--- What you are asked to do ---
Locate the line that contains "mod step2_load_references;" in the entries below, then repeat it and every following line through the line that contains "the same order.", exactly, and no others.

####################

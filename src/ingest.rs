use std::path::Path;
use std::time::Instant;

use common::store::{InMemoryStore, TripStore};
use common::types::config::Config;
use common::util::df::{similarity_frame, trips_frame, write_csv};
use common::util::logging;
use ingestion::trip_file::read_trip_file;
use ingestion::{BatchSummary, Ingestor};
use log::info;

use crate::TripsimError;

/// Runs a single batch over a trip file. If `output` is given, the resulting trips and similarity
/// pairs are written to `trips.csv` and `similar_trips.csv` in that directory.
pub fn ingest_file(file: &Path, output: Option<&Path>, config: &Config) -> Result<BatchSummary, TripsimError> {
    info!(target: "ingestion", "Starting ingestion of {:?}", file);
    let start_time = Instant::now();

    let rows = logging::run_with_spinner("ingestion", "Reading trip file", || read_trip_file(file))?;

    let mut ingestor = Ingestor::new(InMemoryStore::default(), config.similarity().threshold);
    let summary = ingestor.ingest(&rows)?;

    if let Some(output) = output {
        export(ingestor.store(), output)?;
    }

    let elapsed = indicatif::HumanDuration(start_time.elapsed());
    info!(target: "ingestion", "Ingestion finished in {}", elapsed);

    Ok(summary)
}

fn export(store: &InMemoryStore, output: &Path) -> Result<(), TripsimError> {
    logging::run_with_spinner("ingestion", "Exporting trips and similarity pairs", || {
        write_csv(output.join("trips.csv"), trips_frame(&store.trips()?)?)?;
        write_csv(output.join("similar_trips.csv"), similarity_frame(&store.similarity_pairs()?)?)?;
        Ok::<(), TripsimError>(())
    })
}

####################

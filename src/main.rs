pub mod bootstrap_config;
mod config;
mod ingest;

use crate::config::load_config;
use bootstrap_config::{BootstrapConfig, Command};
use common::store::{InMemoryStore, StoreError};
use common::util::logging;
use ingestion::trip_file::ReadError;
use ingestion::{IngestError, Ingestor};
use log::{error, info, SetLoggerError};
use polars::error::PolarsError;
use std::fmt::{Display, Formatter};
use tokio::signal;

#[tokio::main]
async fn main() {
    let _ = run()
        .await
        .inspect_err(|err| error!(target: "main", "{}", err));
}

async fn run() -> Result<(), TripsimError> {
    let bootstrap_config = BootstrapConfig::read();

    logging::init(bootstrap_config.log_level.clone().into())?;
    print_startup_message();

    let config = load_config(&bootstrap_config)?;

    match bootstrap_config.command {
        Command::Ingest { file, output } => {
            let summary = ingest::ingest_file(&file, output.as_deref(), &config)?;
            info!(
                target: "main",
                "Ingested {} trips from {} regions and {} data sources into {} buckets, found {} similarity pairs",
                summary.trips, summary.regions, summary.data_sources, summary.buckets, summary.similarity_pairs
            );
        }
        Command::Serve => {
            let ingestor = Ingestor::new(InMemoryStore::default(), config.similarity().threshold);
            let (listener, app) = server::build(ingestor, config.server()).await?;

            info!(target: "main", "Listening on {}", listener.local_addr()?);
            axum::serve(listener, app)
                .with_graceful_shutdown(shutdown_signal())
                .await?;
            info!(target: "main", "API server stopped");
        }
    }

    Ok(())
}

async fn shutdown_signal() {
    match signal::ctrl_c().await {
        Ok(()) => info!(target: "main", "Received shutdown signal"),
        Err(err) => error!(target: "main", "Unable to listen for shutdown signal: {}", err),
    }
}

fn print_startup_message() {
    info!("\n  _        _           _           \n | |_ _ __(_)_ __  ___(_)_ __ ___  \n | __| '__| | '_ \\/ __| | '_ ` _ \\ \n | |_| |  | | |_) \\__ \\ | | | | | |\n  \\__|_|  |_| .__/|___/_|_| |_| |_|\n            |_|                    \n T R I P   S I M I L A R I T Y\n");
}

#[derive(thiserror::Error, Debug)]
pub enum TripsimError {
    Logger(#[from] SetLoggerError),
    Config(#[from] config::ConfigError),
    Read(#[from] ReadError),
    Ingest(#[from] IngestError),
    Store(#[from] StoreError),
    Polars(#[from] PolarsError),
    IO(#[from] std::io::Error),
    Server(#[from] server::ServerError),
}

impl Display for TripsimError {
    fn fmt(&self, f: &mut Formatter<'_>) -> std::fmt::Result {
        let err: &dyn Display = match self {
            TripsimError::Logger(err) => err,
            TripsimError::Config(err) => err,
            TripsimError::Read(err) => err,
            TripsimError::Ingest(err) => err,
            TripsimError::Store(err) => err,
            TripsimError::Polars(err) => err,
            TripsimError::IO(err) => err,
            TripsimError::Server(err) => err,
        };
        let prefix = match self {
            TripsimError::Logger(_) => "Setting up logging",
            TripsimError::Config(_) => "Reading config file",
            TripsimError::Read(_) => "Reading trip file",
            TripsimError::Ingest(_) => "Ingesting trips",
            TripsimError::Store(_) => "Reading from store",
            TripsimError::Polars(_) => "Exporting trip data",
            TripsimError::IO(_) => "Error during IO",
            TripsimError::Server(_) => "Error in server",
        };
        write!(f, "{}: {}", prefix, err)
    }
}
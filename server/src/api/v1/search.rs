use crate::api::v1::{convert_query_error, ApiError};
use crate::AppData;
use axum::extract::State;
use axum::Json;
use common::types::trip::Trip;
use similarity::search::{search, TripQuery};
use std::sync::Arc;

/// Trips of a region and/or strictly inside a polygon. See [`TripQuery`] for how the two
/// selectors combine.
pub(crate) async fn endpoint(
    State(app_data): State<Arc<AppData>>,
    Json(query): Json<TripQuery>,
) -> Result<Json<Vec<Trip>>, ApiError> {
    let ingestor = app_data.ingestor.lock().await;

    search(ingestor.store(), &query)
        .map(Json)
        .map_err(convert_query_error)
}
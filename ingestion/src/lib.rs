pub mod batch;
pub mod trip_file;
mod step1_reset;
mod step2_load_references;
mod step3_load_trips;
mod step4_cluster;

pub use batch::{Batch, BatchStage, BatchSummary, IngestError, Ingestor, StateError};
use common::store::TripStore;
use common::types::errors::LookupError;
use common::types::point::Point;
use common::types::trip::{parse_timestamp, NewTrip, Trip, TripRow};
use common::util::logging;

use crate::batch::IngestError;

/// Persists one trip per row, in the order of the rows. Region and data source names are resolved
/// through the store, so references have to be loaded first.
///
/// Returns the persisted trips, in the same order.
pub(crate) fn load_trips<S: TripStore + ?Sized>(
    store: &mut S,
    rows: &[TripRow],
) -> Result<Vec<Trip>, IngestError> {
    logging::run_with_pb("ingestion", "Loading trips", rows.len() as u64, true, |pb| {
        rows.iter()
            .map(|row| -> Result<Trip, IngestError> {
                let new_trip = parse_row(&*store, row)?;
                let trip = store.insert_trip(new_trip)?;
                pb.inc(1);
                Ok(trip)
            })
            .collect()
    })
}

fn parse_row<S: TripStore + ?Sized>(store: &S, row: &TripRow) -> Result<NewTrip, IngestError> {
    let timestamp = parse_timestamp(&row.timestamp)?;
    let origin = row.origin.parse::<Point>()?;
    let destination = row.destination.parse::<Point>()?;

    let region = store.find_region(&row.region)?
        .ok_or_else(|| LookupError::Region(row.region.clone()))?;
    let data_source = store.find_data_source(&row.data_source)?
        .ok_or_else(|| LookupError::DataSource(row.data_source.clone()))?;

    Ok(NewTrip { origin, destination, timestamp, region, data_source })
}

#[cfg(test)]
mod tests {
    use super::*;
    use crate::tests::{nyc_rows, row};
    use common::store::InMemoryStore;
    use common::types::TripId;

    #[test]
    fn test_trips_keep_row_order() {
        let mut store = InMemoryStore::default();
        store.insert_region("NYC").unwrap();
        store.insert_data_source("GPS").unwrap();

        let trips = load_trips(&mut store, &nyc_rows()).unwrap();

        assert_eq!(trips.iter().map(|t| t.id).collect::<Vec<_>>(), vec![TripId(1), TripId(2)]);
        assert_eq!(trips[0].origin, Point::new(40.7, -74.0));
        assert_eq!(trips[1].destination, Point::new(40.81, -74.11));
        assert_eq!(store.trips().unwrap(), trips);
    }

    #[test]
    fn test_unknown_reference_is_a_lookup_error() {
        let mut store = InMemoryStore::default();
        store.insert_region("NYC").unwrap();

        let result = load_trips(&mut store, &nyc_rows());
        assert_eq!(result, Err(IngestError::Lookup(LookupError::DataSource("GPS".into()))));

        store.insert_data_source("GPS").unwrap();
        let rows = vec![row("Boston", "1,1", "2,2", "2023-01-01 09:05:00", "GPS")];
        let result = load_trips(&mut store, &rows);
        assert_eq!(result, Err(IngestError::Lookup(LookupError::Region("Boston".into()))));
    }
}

####################

--- The answer ---
mod step2_load_references;
mod step3_load_trips;
mod step4_cluster;

pub use batch::{Batch, BatchStage, BatchSummary, IngestError, Ingestor, StateError};
use common::store::TripStore;
use common::types::errors::LookupError;
use common::types::point::Point;
use common::types::trip::{parse_timestamp, NewTrip, Trip, TripRow};
use common::util::logging;

use crate::batch::IngestError;

/// Persists one trip per row, in the order of the rows. Region and data source names are resolved
/// through the store, so references have to be loaded first.
///
/// Returns the persisted trips, in the same order.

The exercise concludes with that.